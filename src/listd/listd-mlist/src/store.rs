/*
 * vSMTP mail transfer agent
 * Copyright (C) 2022 viridIT SAS
 *
 * This program is free software: you can redistribute it and/or modify it under
 * the terms of the GNU General Public License as published by the Free Software
 * Foundation, either version 3 of the License, or any later version.
 *
 * This program is distributed in the hope that it will be useful, but WITHOUT
 * ANY WARRANTY; without even the implied warranty of MERCHANTABILITY or FITNESS
 * FOR A PARTICULAR PURPOSE.  See the GNU General Public License for more details.
 *
 * You should have received a copy of the GNU General Public License along with
 * this program. If not, see https://www.gnu.org/licenses/.
 *
*/
use crate::{ListLock, LockError, MailingList, Pending};
use anyhow::Context;
use listd_config::Config;

const CONFIG_FILENAME: &str = "config.json";
const LOCK_FILENAME: &str = "lock";
const PENDING_FILENAME: &str = "pending.json";
const DIGEST_FILENAME: &str = "digest.mbox";

/// The directory holding one sub directory per list.
#[derive(Debug, Clone)]
pub struct ListStore {
    dirpath: std::path::PathBuf,
    lock_timeout: std::time::Duration,
    lock_lifetime: std::time::Duration,
    pending_lifetime: std::time::Duration,
}

impl ListStore {
    ///
    #[must_use]
    pub fn new(config: &Config) -> Self {
        Self {
            dirpath: config.server.lists.dirpath.clone(),
            lock_timeout: config.server.lists.lock_timeout,
            lock_lifetime: config.server.lists.lock_lifetime,
            pending_lifetime: config.server.pending.lifetime,
        }
    }

    /// Directory of the list `name`.
    #[must_use]
    pub fn list_dirpath(&self, name: &str) -> std::path::PathBuf {
        self.dirpath.join(name)
    }

    /// The mbox accumulating the posts of the next digest.
    #[must_use]
    pub fn digest_path(&self, name: &str) -> std::path::PathBuf {
        self.list_dirpath(name).join(DIGEST_FILENAME)
    }

    ///
    #[must_use]
    pub fn exists(&self, name: &str) -> bool {
        self.list_dirpath(name).join(CONFIG_FILENAME).is_file()
    }

    /// Names of every list, sorted.
    ///
    /// # Errors
    ///
    /// * the lists directory could not be read
    pub fn names(&self) -> anyhow::Result<Vec<String>> {
        let entries = match std::fs::read_dir(&self.dirpath) {
            Ok(entries) => entries,
            Err(error) if error.kind() == std::io::ErrorKind::NotFound => return Ok(vec![]),
            Err(error) => {
                return Err(error)
                    .with_context(|| format!("Failed to read '{}'", self.dirpath.display()))
            }
        };

        let mut names = entries
            .filter_map(Result::ok)
            .filter_map(|entry| entry.file_name().to_str().map(str::to_string))
            .filter(|name| self.exists(name))
            .collect::<Vec<_>>();
        names.sort();
        Ok(names)
    }

    /// Read the state of a list.
    ///
    /// # Errors
    ///
    /// * the list does not exist
    /// * the state could not be parsed
    pub fn load(&self, name: &str) -> anyhow::Result<MailingList> {
        let path = self.list_dirpath(name).join(CONFIG_FILENAME);
        let content = std::fs::read_to_string(&path)
            .with_context(|| format!("No such list: `{name}` ('{}')", path.display()))?;

        serde_json::from_str(&content)
            .with_context(|| format!("Failed to parse '{}'", path.display()))
    }

    /// Persist the state of a list atomically.
    ///
    /// # Errors
    ///
    /// * the state could not be serialized or written
    pub fn save(&self, list: &MailingList) -> anyhow::Result<()> {
        let dirpath = self.list_dirpath(&list.name);
        std::fs::create_dir_all(&dirpath)
            .with_context(|| format!("Failed to create '{}'", dirpath.display()))?;

        let content = serde_json::to_vec_pretty(list)?;
        listd_common::utils::atomic_write(&dirpath.join(CONFIG_FILENAME), &content)
    }

    /// Persist a new list.
    ///
    /// # Errors
    ///
    /// * a list with the same name exists
    /// * see [`ListStore::save`]
    pub fn create(&self, list: &MailingList) -> anyhow::Result<()> {
        if self.exists(&list.name) {
            anyhow::bail!("List `{}` already exists", list.name);
        }
        self.save(list)?;
        tracing::info!(list = %list.name, "List created.");
        Ok(())
    }

    /// Take the lock of a list with the configured timeout.
    ///
    /// # Errors
    ///
    /// * see [`ListLock::acquire`]
    pub fn lock(&self, name: &str) -> Result<ListLock, LockError> {
        ListLock::acquire(
            self.list_dirpath(name).join(LOCK_FILENAME),
            self.lock_timeout,
            self.lock_lifetime,
        )
    }

    /// The pending confirmations of a list.
    #[must_use]
    pub fn pending(&self, name: &str) -> Pending {
        Pending::new(
            self.list_dirpath(name).join(PENDING_FILENAME),
            self.pending_lifetime,
        )
    }
}

#[cfg(test)]
mod tests {
    use super::*;
    use crate::Member;
    use pretty_assertions::assert_eq;

    #[test]
    fn create_load_save() {
        let dir = tempfile::tempdir().unwrap();
        let store = ListStore::new(&listd_test::config::local_test(dir.path()));

        let mut list = MailingList::new("test", "lists.testserver.com");
        list.add_member(Member::new("alice@example.com"));
        store.create(&list).unwrap();
        assert!(store.create(&list).is_err());

        list.post_id = 42;
        store.save(&list).unwrap();
        assert_eq!(store.load("test").unwrap(), list);

        store
            .save(&MailingList::new("other", "lists.testserver.com"))
            .unwrap();
        std::fs::create_dir_all(store.list_dirpath("not-a-list")).unwrap();
        assert_eq!(store.names().unwrap(), vec!["other", "test"]);
    }

    #[test]
    fn unknown_list() {
        let dir = tempfile::tempdir().unwrap();
        let store = ListStore::new(&listd_test::config::local_test(dir.path()));

        assert!(!store.exists("nope"));
        assert!(store.names().unwrap().is_empty());
        assert!(store
            .load("nope")
            .unwrap_err()
            .to_string()
            .starts_with("No such list: `nope`"));
    }

    #[test]
    fn lock_is_exclusive() {
        let dir = tempfile::tempdir().unwrap();
        let store = ListStore::new(&listd_test::config::local_test(dir.path()));
        store
            .create(&MailingList::new("test", "lists.testserver.com"))
            .unwrap();

        let lock = store.lock("test").unwrap();
        assert!(matches!(
            store.lock("test").unwrap_err(),
            LockError::Timeout { .. }
        ));
        drop(lock);
        assert!(store.lock("test").is_ok());
    }
}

Work instruction:
From the listing above, the lines starting with the one that has "let mut names = entries" and running through the one that has "serialized or written" should be copied exactly, ends included.

Solution to this problem:
        let mut names = entries
            .filter_map(Result::ok)
            .filter_map(|entry| entry.file_name().to_str().map(str::to_string))
            .filter(|name| self.exists(name))
            .collect::<Vec<_>>();
        names.sort();
        Ok(names)
    }

    /// Read the state of a list.
    ///
    /// # Errors
    ///
    /// * the list does not exist
    /// * the state could not be parsed
    pub fn load(&self, name: &str) -> anyhow::Result<MailingList> {
        let path = self.list_dirpath(name).join(CONFIG_FILENAME);
        let content = std::fs::read_to_string(&path)
            .with_context(|| format!("No such list: `{name}` ('{}')", path.display()))?;

        serde_json::from_str(&content)
            .with_context(|| format!("Failed to parse '{}'", path.display()))
    }

    /// Persist the state of a list atomically.
    ///
    /// # Errors
    ///
    /// * the state could not be serialized or written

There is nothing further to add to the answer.